また、抗がん剤治療になる場合、長期に及ぶこともあり治療費が続かないため治療を断念してしまう方も多い。がんになった時のまとまったお金はありがたい。
(三大疾病・がん)保険料払い込み免除特約
所定の病気になった時に以後の保険料の支払いを免除する特約
入院等を開始する場合、入院給付金をもらえるが同時に保険料も支払わなければもらえない。入院中は治療に専念するあまり銀行口座の管理が乏しくなり保険会社からの請求案内も見落とするケースもあり銀行口座から振替がされず保険の効力を失ってしまい入院給付金がもらえなかったということもある。払込免除特約があれば効力を失うことなく安心して治療に専念できるメリットがある。

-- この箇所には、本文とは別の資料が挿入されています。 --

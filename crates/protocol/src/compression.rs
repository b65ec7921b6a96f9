//! Batch compression codecs

use flate2::read::{DeflateDecoder, DeflateEncoder};
use flate2::Compression;
use protobridge_core::{BridgeError, Result};
use std::fmt::Debug;
use std::io::Read;

/// A compression codec
///
/// Codecs are shared through `Arc<dyn Compressor>`; two connections use the same
/// codec only if they hold the same `Arc`.
pub trait Compressor: Send + Sync + Debug {
    /// Whether a buffer of this size is worth compressing
    fn will_compress(&self, data: &[u8]) -> bool;

    fn compress(&self, data: &[u8]) -> Result<Vec<u8>>;

    fn decompress(&self, data: &[u8]) -> Result<Vec<u8>>;
}

/// Identity of a shared codec, valid while the `Arc` is alive
#[inline]
pub fn compressor_identity(compressor: &std::sync::Arc<dyn Compressor>) -> usize {
    std::sync::Arc::as_ptr(compressor) as *const () as usize
}

pub const DEFAULT_LEVEL: u32 = 7;
pub const DEFAULT_THRESHOLD: usize = 256;
pub const DEFAULT_MAX_DECOMPRESSION_SIZE: usize = 2 * 1024 * 1024;

/// Raw deflate
///
/// Buffers below the threshold are still wrapped in deflate framing, stored at
/// level 0, since peers always inflate.
#[derive(Debug, Clone)]
pub struct ZlibCompressor {
    level: u32,
    threshold: Option<usize>,
    max_decompression_size: usize,
}

impl ZlibCompressor {
    /// `threshold` of `None` never compresses
    pub fn new(level: u32, threshold: Option<usize>, max_decompression_size: usize) -> Self {
        Self {
            level: level.min(9),
            threshold,
            max_decompression_size,
        }
    }

    pub fn level(&self) -> u32 {
        self.level
    }
}

impl Default for ZlibCompressor {
    fn default() -> Self {
        Self::new(DEFAULT_LEVEL, Some(DEFAULT_THRESHOLD), DEFAULT_MAX_DECOMPRESSION_SIZE)
    }
}

impl Compressor for ZlibCompressor {
    fn will_compress(&self, data: &[u8]) -> bool {
        self.threshold.is_some_and(|threshold| data.len() >= threshold)
    }

    fn compress(&self, data: &[u8]) -> Result<Vec<u8>> {
        let level = if self.will_compress(data) { self.level } else { 0 };
        let mut encoder = DeflateEncoder::new(data, Compression::new(level));
        let mut compressed = Vec::new();
        encoder
            .read_to_end(&mut compressed)
            .map_err(|e| BridgeError::Compression(e.to_string()))?;
        Ok(compressed)
    }

    fn decompress(&self, data: &[u8]) -> Result<Vec<u8>> {
        let limit = self.max_decompression_size as u64;
        let mut decoder = DeflateDecoder::new(data).take(limit + 1);
        let mut decompressed = Vec::new();
        decoder
            .read_to_end(&mut decompressed)
            .map_err(|e| BridgeError::Compression(e.to_string()))?;
        if decompressed.len() as u64 > limit {
            return Err(BridgeError::Compression(format!(
                "Decompressed size exceeds limit of {} bytes",
                limit
            )));
        }
        Ok(decompressed)
    }
}

/// Codec that never compresses and passes bytes through
#[derive(Debug, Clone, Copy, Default)]
pub struct NoCompression;

impl Compressor for NoCompression {
    fn will_compress(&self, _data: &[u8]) -> bool {
        false
    }

    fn compress(&self, data: &[u8]) -> Result<Vec<u8>> {
        Ok(data.to_vec())
    }

    fn decompress(&self, data: &[u8]) -> Result<Vec<u8>> {
        Ok(data.to_vec())
    }
}

#[cfg(test)]
mod tests {
    use super::*;
    use std::sync::Arc;

    #[test]
    fn test_zlib_roundtrip() {
        let zlib = ZlibCompressor::default();
        let original = vec![0x3e; 1024];
        assert!(zlib.will_compress(&original));

        let compressed = zlib.compress(&original).unwrap();
        assert!(compressed.len() < original.len());
        assert_eq!(zlib.decompress(&compressed).unwrap(), original);
    }

    #[test]
    fn test_small_buffers_are_stored() {
        let zlib = ZlibCompressor::default();
        let original = b"Hello, World!";
        assert!(!zlib.will_compress(original));

        let stored = zlib.compress(original).unwrap();
        assert!(stored.len() > original.len());
        assert_eq!(zlib.decompress(&stored).unwrap(), original);
    }

    #[test]
    fn test_decompression_limit() {
        let zlib = ZlibCompressor::new(DEFAULT_LEVEL, Some(0), 100);
        let bomb = zlib.compress(&[0u8; 4096]).unwrap();
        assert!(zlib.decompress(&bomb).is_err());
    }

    #[test]
    fn test_identity_is_by_reference() {
        let a: Arc<dyn Compressor> = Arc::new(ZlibCompressor::default());
        let b: Arc<dyn Compressor> = Arc::new(ZlibCompressor::default());
        assert_eq!(compressor_identity(&a), compressor_identity(&a.clone()));
        assert_ne!(compressor_identity(&a), compressor_identity(&b));
    }
}
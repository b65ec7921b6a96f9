//! Protobridge Core - Fundamental types and utilities

mod error;
mod types;
mod idgen;
mod math;

pub use error::*;
pub use types::*;
pub use idgen::*;
pub use math::*;
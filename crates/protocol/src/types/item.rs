//! Item stacks
//!
//! Items travel by numeric network id, which is resolved through the item type
//! dictionary of the serializer context. Encoding therefore needs the context of
//! the connection the bytes are meant for.

use crate::codecs::*;
use crate::context::{SerializerContext, AIR_ITEM};
use bytes::{Buf, BytesMut};
use protobridge_core::{BridgeError, Result};

#[derive(Debug, Clone, PartialEq)]
pub struct ItemStack {
    pub id: String,
    pub count: u16,
    pub meta: u32,
    pub block_runtime_id: i32,
    /// Item NBT and can-place/can-destroy lists, carried as-is
    pub raw_extra_data: Vec<u8>,
}

impl ItemStack {
    pub fn new(id: impl Into<String>, count: u16, meta: u32) -> Self {
        Self {
            id: id.into(),
            count,
            meta,
            block_runtime_id: 0,
            raw_extra_data: Vec::new(),
        }
    }

    pub fn air() -> Self {
        Self::new(AIR_ITEM, 0, 0)
    }

    pub fn is_air(&self) -> bool {
        self.id == AIR_ITEM
    }
}

impl Default for ItemStack {
    fn default() -> Self {
        Self::air()
    }
}

/// Item stack with its server-side stack id (0 = none)
#[derive(Debug, Clone, PartialEq, Default)]
pub struct ItemStackWrapper {
    pub stack_id: i32,
    pub stack: ItemStack,
}

impl ItemStackWrapper {
    pub fn new(stack_id: i32, stack: ItemStack) -> Self {
        Self { stack_id, stack }
    }

    /// Write the wrapper
    ///
    /// # Format
    /// ```text
    /// {VARINT network id}                       air stops here
    /// {LSHORT count}{UVARINT meta}
    /// {BOOL has stack id}[{VARINT stack id}]
    /// {VARINT block runtime id}{STRING extra data}
    /// ```
    pub fn write(&self, buf: &mut BytesMut, context: &SerializerContext) -> Result<()> {
        let stack = &self.stack;
        let network_id = context.item_dictionary().to_numeric(&stack.id)?;
        if network_id == 0 {
            write_varint(buf, 0);
            return Ok(());
        }
        write_varint(buf, network_id as i32);
        write_i16_le(buf, stack.count as i16);
        write_uvarint(buf, stack.meta);
        write_bool(buf, self.stack_id != 0);
        if self.stack_id != 0 {
            write_varint(buf, self.stack_id);
        }
        write_varint(buf, stack.block_runtime_id);
        write_bytes(buf, &stack.raw_extra_data);
        Ok(())
    }

    pub fn read<B: Buf>(buf: &mut B, context: &SerializerContext) -> Result<Self> {
        let network_id = read_varint(buf)?;
        if network_id == 0 {
            return Ok(Self::default());
        }
        let network_id = i16::try_from(network_id)
            .map_err(|_| BridgeError::InvalidData(format!("Item network id {} out of range", network_id)))?;
        let id = context.item_dictionary().from_numeric(network_id)?.to_string();
        let count = read_i16_le(buf)? as u16;
        let meta = read_uvarint(buf)?;
        let stack_id = if read_bool(buf)? { read_varint(buf)? } else { 0 };
        let block_runtime_id = read_varint(buf)?;
        let raw_extra_data = read_bytes(buf)?;
        Ok(Self {
            stack_id,
            stack: ItemStack {
                id,
                count,
                meta,
                block_runtime_id,
                raw_extra_data,
            },
        })
    }
}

しかし年齢によっては保険料が割高になるので注意しましょう。
健康祝金付き医療保険は不要! その分保険料が高い。多くの場合、特約ではなく特則のため契約時に一度決めたら途中での変更ができない。解約したい場合は、医療保険自体を解約しなければならず、解約後に今まで上乗せで支払っていた健康祝金が戻ってくることはありません。継続加入してほしいとの保険会社の目論見が見え隠れします。
まとめ
民間の医療保険は必要以上に加入する必要はない。また、入院が必要になったときに公的保障の不足分をカバーできるだけの十分な貯蓄があれば不要である。
しかし、医療保険に加入することで治療費の準備があることで治療の選択肢が増え、治療にも積極的になることができるため、必要最低限はあったほうがよい。また、入院時の経済的な圧迫と治療の痛みは比例すると言われている。また、若い世代であると教育費・住宅ローン等もあり、貯蓄から取崩しも躊躇するため、入院時に備えある程度の準備は必要である。
加入にあたっては、昨今、医療保険も多種多様になっており、あれもこれも勧められることが多いが当然保険料も高くなるため、無駄な保障を付加する必要ないことを付け加えておく。